» EXTRACTED DATA

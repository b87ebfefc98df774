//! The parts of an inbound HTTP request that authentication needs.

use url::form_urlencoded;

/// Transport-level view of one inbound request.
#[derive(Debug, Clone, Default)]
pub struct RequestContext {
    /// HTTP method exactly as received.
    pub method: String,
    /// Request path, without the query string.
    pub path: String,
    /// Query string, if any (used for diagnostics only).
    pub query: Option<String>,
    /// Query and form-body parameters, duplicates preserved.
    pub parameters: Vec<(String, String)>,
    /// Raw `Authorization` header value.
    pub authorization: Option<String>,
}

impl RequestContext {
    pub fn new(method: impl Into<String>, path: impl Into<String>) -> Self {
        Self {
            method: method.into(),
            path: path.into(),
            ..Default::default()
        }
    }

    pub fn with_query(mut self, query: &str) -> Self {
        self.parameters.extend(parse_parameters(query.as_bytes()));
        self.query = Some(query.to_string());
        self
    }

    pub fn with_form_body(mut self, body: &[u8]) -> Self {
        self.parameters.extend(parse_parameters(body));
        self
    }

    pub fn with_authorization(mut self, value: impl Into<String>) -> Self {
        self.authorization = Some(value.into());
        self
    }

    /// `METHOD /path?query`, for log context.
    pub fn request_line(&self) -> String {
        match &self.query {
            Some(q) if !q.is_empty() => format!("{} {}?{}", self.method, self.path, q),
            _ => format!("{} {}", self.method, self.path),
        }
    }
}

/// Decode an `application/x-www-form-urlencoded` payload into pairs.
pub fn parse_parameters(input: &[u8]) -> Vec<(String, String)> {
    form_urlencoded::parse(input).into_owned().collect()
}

» BRIEF
Using the material above, restate each entry exactly as it stands.

» EXPECTED ANSWER
repository b87ebfefc98df774
//! The parts of an inbound HTTP request that authentication needs.

use url::form_urlencoded;

/// Transport-level view of one inbound request.
#[derive(Debug, Clone, Default)]
pub struct RequestContext {
    /// HTTP method exactly as received.
    pub method: String,
    /// Request path, without the query string.
    pub path: String,
    /// Query string, if any (used for diagnostics only).
    pub query: Option<String>,
    /// Query and form-body parameters, duplicates preserved.
    pub parameters: Vec<(String, String)>,
    /// Raw `Authorization` header value.
    pub authorization: Option<String>,
}

impl RequestContext {
    pub fn new(method: impl Into<String>, path: impl Into<String>) -> Self {
        Self {
            method: method.into(),
            path: path.into(),
            ..Default::default()
        }
    }

    pub fn with_query(mut self, query: &str) -> Self {
        self.parameters.extend(parse_parameters(query.as_bytes()));
        self.query = Some(query.to_string());
        self
    }

    pub fn with_form_body(mut self, body: &[u8]) -> Self {
        self.parameters.extend(parse_parameters(body));
        self
    }

    pub fn with_authorization(mut self, value: impl Into<String>) -> Self {
        self.authorization = Some(value.into());
        self
    }

    /// `METHOD /path?query`, for log context.
    pub fn request_line(&self) -> String {
        match &self.query {
            Some(q) if !q.is_empty() => format!("{} {}?{}", self.method, self.path, q),
            _ => format!("{} {}", self.method, self.path),
        }
    }
}

/// Decode an `application/x-www-form-urlencoded` payload into pairs.
pub fn parse_parameters(input: &[u8]) -> Vec<(String, String)> {
    form_urlencoded::parse(input).into_owned().collect()
}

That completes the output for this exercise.